As others have said, HTML5 has defined most of what's needed to do high-performance games. What we still need are broad support for current features, and to fill in a few key areas, like defining a better sound API (with minimum requirements for number and type of voices supported simultaneously) or broadly-supported fullscreen API.

I think Freemium MMOs and their ilk will be the first to go HTML5.

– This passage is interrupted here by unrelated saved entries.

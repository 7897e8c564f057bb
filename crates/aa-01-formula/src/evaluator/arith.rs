//! Operand coercion, arithmetic, comparison and concatenation.
//!
//! Coercion order for numeric operators: numbers pass through, booleans
//! become 0 or 1, strings must have the strict numeric shape, anything else
//! is an error.

use crate::domain::ast::{ArithOp, CmpOp};
use crate::domain::decimal::Decimal;
use crate::domain::value::{Node, ObjectRef, Value};
use crate::errors::EvalError;
use shared_types::Mci;
use std::cmp::Ordering;

/// Coerces an operand of a numeric operator.
pub fn to_number(v: &Value) -> Result<Decimal, EvalError> {
    match v {
        Value::Number(d) => Ok(*d),
        Value::Bool(b) => Ok(if *b { Decimal::ONE } else { Decimal::ZERO }),
        Value::Str(s) => {
            Decimal::parse_strict(s).ok_or_else(|| EvalError::failed(format!("not a number: {s}")))
        }
        Value::Object(_) => Err(EvalError::failed("object in arithmetic")),
    }
}

/// Coerces to a non-negative integer that fits `u32`.
pub fn to_small_int(v: &Value, what: &str) -> Result<u32, EvalError> {
    let d = to_number(v)?;
    d.to_i64()
        .filter(|_| d.is_integer())
        .and_then(|i| u32::try_from(i).ok())
        .ok_or_else(|| EvalError::failed(format!("{what} must be a non-negative integer")))
}

/// Coerces to a main chain index.
pub fn to_mci(v: &Value, what: &str) -> Result<Mci, EvalError> {
    let d = to_number(v)?;
    d.to_i64()
        .filter(|_| d.is_integer())
        .and_then(|i| Mci::try_from(i).ok())
        .ok_or_else(|| EvalError::failed(format!("{what} must be a non-negative integer")))
}

/// Applies a binary arithmetic operator.
pub fn binary(op: ArithOp, lhs: &Value, rhs: &Value) -> Result<Value, EvalError> {
    let a = to_number(lhs)?;
    let b = to_number(rhs)?;
    let r = match op {
        ArithOp::Add => a.checked_add(b)?,
        ArithOp::Sub => a.checked_sub(b)?,
        ArithOp::Mul => a.checked_mul(b)?,
        ArithOp::Div => a.checked_div(b)?,
        ArithOp::Rem => a.checked_rem(b)?,
        ArithOp::Pow => a.checked_pow(b)?,
    };
    Ok(Value::Number(r))
}

/// Evaluates a comparison.
pub fn compare(op: CmpOp, lhs: &Value, rhs: &Value) -> Result<bool, EvalError> {
    let equality_only = |what: &str| {
        if matches!(op, CmpOp::Eq | CmpOp::Ne) {
            Ok(())
        } else {
            Err(EvalError::failed(format!("{what} can only be compared for equality")))
        }
    };
    let ordering = match (lhs, rhs) {
        (Value::Object(_), _) | (_, Value::Object(_)) => {
            equality_only("objects")?;
            if lhs.to_json() == rhs.to_json() {
                Ordering::Equal
            } else {
                Ordering::Less
            }
        }
        (Value::Str(a), Value::Str(b)) => a.cmp(b),
        (Value::Bool(a), Value::Bool(b)) => {
            equality_only("booleans")?;
            a.cmp(b)
        }
        _ => to_number(lhs)?.cmp(&to_number(rhs)?),
    };
    Ok(op.holds(ordering))
}

/// `||`: strings concatenate; from the second upgrade on, two arrays
/// append and two maps merge with the right side winning.
pub fn concat(lhs: Value, rhs: Value, objects_allowed: bool, max_len: usize) -> Result<Value, EvalError> {
    match (lhs, rhs) {
        (Value::Object(a), Value::Object(b)) => {
            if !objects_allowed {
                return Err(EvalError::failed("object concatenation is not activated"));
            }
            let merged = match (a.into_node(), b.into_node()) {
                (Node::Array(mut x), Node::Array(y)) => {
                    x.extend(y);
                    Node::Array(x)
                }
                (Node::Map(mut x), Node::Map(y)) => {
                    x.extend(y);
                    Node::Map(x)
                }
                _ => return Err(EvalError::failed("cannot concatenate an array and a map")),
            };
            Ok(Value::Object(ObjectRef::new(merged)))
        }
        (Value::Object(_), _) | (_, Value::Object(_)) => {
            Err(EvalError::failed("cannot concatenate an object and a scalar"))
        }
        (a, b) => {
            let s = a.to_text() + &b.to_text();
            check_len(&s, max_len)?;
            Ok(Value::Str(s))
        }
    }
}

/// Rejects strings longer than the engine allows.
pub fn check_len(s: &str, max_len: usize) -> Result<(), EvalError> {
    if s.len() > max_len {
        return Err(EvalError::failed(format!("string longer than {max_len} bytes")));
    }
    Ok(())
}

#[cfg(test)]
mod tests {
    use super::*;
    use serde_json::json;

    fn n(s: &str) -> Value {
        Value::Number(s.parse().unwrap())
    }

    #[test]
    fn test_mci_beyond_u32() {
        assert_eq!(to_mci(&n("5000000000"), "min_mci").unwrap(), 5_000_000_000);
        assert!(to_mci(&n("-1"), "min_mci").is_err());
        assert!(to_mci(&n("1.5"), "min_mci").is_err());
        assert!(to_small_int(&n("5000000000"), "n").is_err());
    }

    #[test]
    fn test_coercion_table() {
        assert_eq!(to_number(&Value::Bool(true)).unwrap(), Decimal::ONE);
        assert_eq!(to_number(&Value::from("2.5")).unwrap(), "2.5".parse().unwrap());
        assert!(to_number(&Value::from("2.5abc")).is_err());
        assert!(to_number(&Value::from(" 1")).is_err());
        assert!(to_number(&Value::from_json(&json!([1])).unwrap()).is_err());
    }

    #[test]
    fn test_binary_ops() {
        assert_eq!(binary(ArithOp::Add, &n("0.1"), &n("0.2")).unwrap(), n("0.3"));
        assert_eq!(binary(ArithOp::Add, &Value::Bool(true), &Value::from("2")).unwrap(), n("3"));
        assert!(binary(ArithOp::Div, &n("1"), &n("0")).is_err());
        assert_eq!(binary(ArithOp::Rem, &n("-7"), &n("3")).unwrap(), n("-1"));
    }

    #[test]
    fn test_compare() {
        assert!(compare(CmpOp::Lt, &Value::from("abc"), &Value::from("abd")).unwrap());
        assert!(compare(CmpOp::Eq, &n("10"), &Value::from("1e1")).unwrap());
        assert!(compare(CmpOp::Gt, &Value::Bool(true), &Value::Bool(false)).is_err());
        let a = Value::from_json(&json!({"x": 1})).unwrap();
        let b = Value::from_json(&json!({"x": 1})).unwrap();
        assert!(compare(CmpOp::Eq, &a, &b).unwrap());
        assert!(compare(CmpOp::Lt, &a, &b).is_err());
    }

    #[test]
    fn test_concat() {
        let s = concat(Value::from("a"), n("1"), true, 10).unwrap();
        assert_eq!(s, Value::from("a1"));
        assert!(concat(Value::from("abcdef"), Value::from("ghijk"), true, 10).is_err());

        let a = Value::from_json(&json!({"x": 1, "y": 1})).unwrap();
        let b = Value::from_json(&json!({"y": 2})).unwrap();
        assert_eq!(concat(a, b, true, 100).unwrap().to_json(), json!({"x": 1, "y": 2}));

        let arr = Value::from_json(&json!([1])).unwrap();
        assert!(concat(arr.clone(), arr, false, 100).is_err());
    }
}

Another possibility for subscription-based games will be to use streaming technology similar to OnLive, which, while not perfect, has soundly proven to work better than most people ever thought it could. For say, large-scale MMORPGs there is a real benefit to centralizing the games processing at the server cluster -- it becomes easier to stay in sync when you don't have to deal with "rich clients" -- it would simplify the whole system if each player were simply a dumb video terminal with keyboard and mouse, assuming you have the GPU power to render all those screens. EA has also made it clear that they'd like to take their military shooter franchise to a subscription-based service, and this sort of setup would also make sense there -- tight controls on players, no patches/updates, no griefing/hacking/cheating, etc.

We maybe aren't there yet, but games will eventually be so detailed and complex, both in terms of graphics and simulation, that it will actually be less bandwidth-intensive just to ship over a video feed. I view this as an eventuality, rather than an open question.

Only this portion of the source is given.